Na área de saúde, por exemplo, os pesquisadores que trabalham com ciência básica ficam só no laboratório, em dedicação exclusiva, sem precisar se preocupar com os pacientes. Têm um tempo enorme para pensar, avaliar os resultados, discutir com seus pares, planejar novas experiências. No avião de volta ao Brasil, eu não parava de pensar: será que vou conseguir me envolver de novo em todas essas atividades além dos muros da Universidade? A tentação de esquecer o mundo lá fora e voltar a ser só cientista, enfurnada no laboratório com meus alunos é enorme..... E de repente, esse seu e-mail, caro reverendo, além de me emocionar muito, me traz de volta a nossa realidade. Já incorporei mais um desafio. Como contribuir para melhorar o conhecimento científico dos religiosos?
A cultura científica e a clonagemA sua constatação me fez lembrar um episódio que vivi recentemente com uma jornalista que trabalhava para um jornal ligado à área econômica. Ela me ligou dizendo que estava escrevendo um artigo sobre clonagem e queria falar com um (ou uma) especialista para entender mais do assunto. Exatamente o que você quer saber, perguntei? Tudo. Todos os detalhes de como se faz a clonagem, respondeu de pronto. Bom, vou ter que voltar à ovelha Dolly e começar daí, pensei. Mas antes de iniciar minha explicação científica perguntei: você tem certeza que seus leitores querem saber todos esses detalhes técnicos? Claro, retrucou imediatamente. Todo mundo quer saber como se faz clonagem de telefone celular. Caí na gargalhada. Acho que você está falando com a pessoa errada. Sou uma geneticista, não entendo nada de telefonia. Aliás, também gostaria de saber como é possível "clonar" um telefone celular. Aí, foi ela que começou a rir.
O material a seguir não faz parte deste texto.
//! Download commands.

use std::path::Path;
use std::process::ExitCode;

use console::style;
use indicatif::{ProgressBar, ProgressStyle};
use tokio::sync::mpsc;

use crate::config::{resolve_in_data_dir, Settings};
use crate::fetch::pdfs::{download_pdfs, list_pdf_links, PdfEvent};
use crate::fetch::press::{fetch_press_releases, PressQuery, PressStatus, PRESS_SUMMARY_FILE};
use crate::fetch::stock_ids::{fetch_stock_ids, read_codes, MAPPING_FILE, PARTIAL_MAPPING_FILE};
use crate::fetch::{self, FetchReport, HttpClient};
use crate::sink::lists::{read_list, PENDING_LIST_FILE, STOCK_CODE_LIST_FILE};

use super::BoardArg;

fn exit_for(failed: usize) -> ExitCode {
    if failed > 0 {
        ExitCode::from(1)
    } else {
        ExitCode::SUCCESS
    }
}

fn print_report(what: &str, report: &FetchReport) {
    println!(
        "{} {}: {} downloaded, {} unchanged, {} already present",
        style("✓").green(),
        what,
        report.downloaded,
        report.not_modified,
        report.skipped
    );
    if report.missing > 0 {
        println!(
            "  {} {} not published",
            style("→").dim(),
            report.missing
        );
    }
    if report.failed > 0 {
        println!("  {} {} failed", style("✗").red(), report.failed);
    }
}

/// Download the yearly new listing reports.
pub async fn cmd_listings(settings: &Settings, board: BoardArg) -> anyhow::Result<ExitCode> {
    settings.ensure_directories()?;
    let client = HttpClient::from_settings(settings)?;
    let mut failed = 0;
    for board in board.boards() {
        println!(
            "{} Fetching {:?} listing reports",
            style("→").cyan(),
            board
        );
        let report = fetch::listings::fetch_board(&client, &settings.raw_dir(), board).await;
        print_report(&format!("{:?} listings", board), &report);
        failed += report.failed;
    }
    Ok(exit_for(failed))
}

/// Refresh the ISIN registry workbooks.
pub async fn cmd_isin(settings: &Settings) -> anyhow::Result<ExitCode> {
    settings.ensure_directories()?;
    let client = HttpClient::from_settings(settings)?;
    let report = fetch::isin::fetch_isin_files(&client, &settings.raw_dir()).await;
    print_report("ISIN registry", &report);
    Ok(exit_for(report.failed))
}

/// Scrape the auditor report index page.
pub async fn cmd_auditor_index(settings: &Settings) -> anyhow::Result<ExitCode> {
    settings.ensure_directories()?;
    let client = HttpClient::from_settings(settings)?;
    let rows =
        fetch::auditor::fetch_index(&client, &settings.raw_dir(), &settings.auditor_pdf_dir()).await?;
    println!(
        "{} Indexed {} auditor reports -> {}",
        style("✓").green(),
        rows,
        settings
            .raw_dir()
            .join(fetch::auditor::AUDITOR_INDEX_FILE)
            .display()
    );
    Ok(ExitCode::SUCCESS)
}

/// Download every auditor report PDF linked from the index page.
pub async fn cmd_pdfs(settings: &Settings) -> anyhow::Result<ExitCode> {
    settings.ensure_directories()?;
    let client = HttpClient::from_settings(settings)?;
    let links = list_pdf_links(&client).await?;

    println!(
        "{} Starting {} download workers ({} PDFs)",
        style("→").cyan(),
        settings.max_workers,
        links.len()
    );

    let pb = ProgressBar::new(links.len() as u64);
    pb.set_style(
        ProgressStyle::default_bar()
            .template("{spinner:.green} [{elapsed_precise}] [{bar:40.cyan/blue}] {pos}/{len} ({per_sec}) {msg}")
            .unwrap()
            .progress_chars("#>-"),
    );

    let (event_tx, mut event_rx) = mpsc::channel::<PdfEvent>(100);
    let pb_events = pb.clone();
    let event_handler = tokio::spawn(async move {
        while let Some(event) = event_rx.recv().await {
            match event {
                PdfEvent::Downloaded { name, .. } | PdfEvent::Skipped { name, .. } => {
                    pb_events.set_message(name);
                }
                PdfEvent::Failed { url, error, .. } => {
                    pb_events.println(format!(
                        "{} Failed to download {}: {}",
                        style("✗").red(),
                        url,
                        error
                    ));
                }
            }
            pb_events.inc(1);
        }
    });

    let result = download_pdfs(
        &client,
        links,
        &settings.auditor_pdf_dir(),
        settings.max_workers,
        Some(event_tx),
    )
    .await;

    if let Err(e) = event_handler.await {
        tracing::warn!("Event handler task failed: {}", e);
    }
    pb.finish_and_clear();

    println!(
        "{} Downloaded {} PDFs",
        style("✓").green(),
        result.downloaded
    );
    if result.skipped > 0 {
        println!(
            "  {} {} already on disk",
            style("→").dim(),
            result.skipped
        );
    }
    if result.failed > 0 {
        println!("  {} {} failed", style("✗").red(), result.failed);
    }
    Ok(exit_for(result.failed))
}

/// Map stock codes to HKEXnews stock ids.
pub async fn cmd_stock_ids(settings: &Settings, codes: Option<&Path>) -> anyhow::Result<ExitCode> {
    settings.ensure_directories()?;
    let codes_path = match codes {
        Some(path) => resolve_in_data_dir(settings, path),
        None => settings.lists_dir().join(STOCK_CODE_LIST_FILE),
    };
    let codes = read_codes(&codes_path)?;
    if codes.is_empty() {
        println!(
            "{} No stock codes in {}",
            style("!").yellow(),
            codes_path.display()
        );
        println!(
            "  {} Run 'hkex lists export stock-code' first",
            style("→").dim()
        );
        return Ok(ExitCode::SUCCESS);
    }

    println!(
        "{} Looking up {} stock codes with {} workers",
        style("→").cyan(),
        codes.len(),
        settings.max_workers
    );

    let client = HttpClient::from_settings(settings)?;
    let processed = settings.processed_dir();
    let outcome = fetch_stock_ids(
        &client,
        codes,
        settings.max_workers,
        &processed.join(MAPPING_FILE),
        &processed.join(PARTIAL_MAPPING_FILE),
    )
    .await?;

    if outcome.interrupted {
        println!(
            "{} Interrupted, {} mappings saved to {}",
            style("!").yellow(),
            outcome.rows,
            outcome.path.display()
        );
        return Ok(ExitCode::from(130));
    }
    println!(
        "{} Mapped {} stock ids -> {}",
        style("✓").green(),
        outcome.rows,
        outcome.path.display()
    );
    if outcome.failed > 0 {
        println!("  {} {} lookups failed", style("✗").red(), outcome.failed);
    }
    Ok(exit_for(outcome.failed))
}

/// Fetch press releases for a list of stock ids.
pub async fn cmd_press(
    settings: &Settings,
    ids: Option<&Path>,
    from: Option<String>,
    to: Option<String>,
    row_range: Option<u32>,
) -> anyhow::Result<ExitCode> {
    settings.ensure_directories()?;
    let ids_path = match ids {
        Some(path) => resolve_in_data_dir(settings, path),
        None => settings.lists_dir().join(PENDING_LIST_FILE),
    };
    let stock_ids = read_list(&ids_path)?;
    if stock_ids.is_empty() {
        println!(
            "{} No stock ids in {}",
            style("!").yellow(),
            ids_path.display()
        );
        println!(
            "  {} Run 'hkex lists build' to compute the pending list",
            style("→").dim()
        );
        return Ok(ExitCode::SUCCESS);
    }

    let mut query = PressQuery::default();
    if let Some(from) = from {
        query.from_date = from;
    }
    if let Some(to) = to {
        query.to_date = to;
    }
    if let Some(row_range) = row_range {
        query.row_range = row_range;
    }

    println!(
        "{} Fetching press releases for {} stock ids ({} to {})",
        style("→").cyan(),
        stock_ids.len(),
        query.from_date,
        query.to_date
    );

    let client = HttpClient::from_settings(settings)?;
    let press_dir = settings.press_dir();
    let summary_path = press_dir.join(PRESS_SUMMARY_FILE);
    let outcomes = fetch_press_releases(&client, &stock_ids, &press_dir, &query, &summary_path).await?;

    let count = |status: PressStatus| outcomes.iter().filter(|o| o.status == status).count();
    let failed = count(PressStatus::Failed);
    println!(
        "{} Saved press releases for {} stock ids",
        style("✓").green(),
        count(PressStatus::Saved)
    );
    let empty = count(PressStatus::Empty);
    if empty > 0 {
        println!("  {} {} with no results", style("→").dim(), empty);
    }
    if failed > 0 {
        println!("  {} {} failed", style("✗").red(), failed);
    }
    println!(
        "  {} Summary: {}",
        style("→").dim(),
        summary_path.display()
    );
    Ok(exit_for(failed))
}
Mas isso me mostrou que tínhamos que ensinar mais ciência aos jornalistas. E foi o que fizemos. Logo em seguida, organizamos um curso para jornalistas e interpretes. Espero que tenha sido útil.
Religião para os cientistas e ciência para os religiososNão há dúvida que os cientistas têm muito a aprender com os ensinamentos das religiões. Sem essa exposição, que a maioria de nós teve pelo menos em algum período da vida, não temos como decidir se queremos ou não abraçar alguma religião, com maior ou menor fervor. Ou simplesmente ater-nos aos seus ensinamentos básicos, já que elas têm muito em comum. Do mesmo modo, reverendo Ângelo, estou convencida que o ensino de ciências aos religiosos seria uma iniciativa excelente, pois concordo que muitos não tiveram a oportunidade de ter um aprendizado científico atualizado e de qualidade.
Um leitor da VEJA acaba de me escrever dizendo que não tenho o direito de interromper uma vida, no caso, a dos embriões congelados. Será que ele entendeu que essa vida não começou e nunca existirá porque esse embrião nunca foi e nunca será inserido em um útero? Lembro-me que antes da votação da lei de biossegurança em 2005, que permitiu as pesquisas com células-tronco embrionárias, conversei muito com um importante líder da Igreja católica, um homem de grande cultura e sabedoria. E ele me disse: "a história tem mostrado que a Igreja muda de posição. Não desista dessa luta!"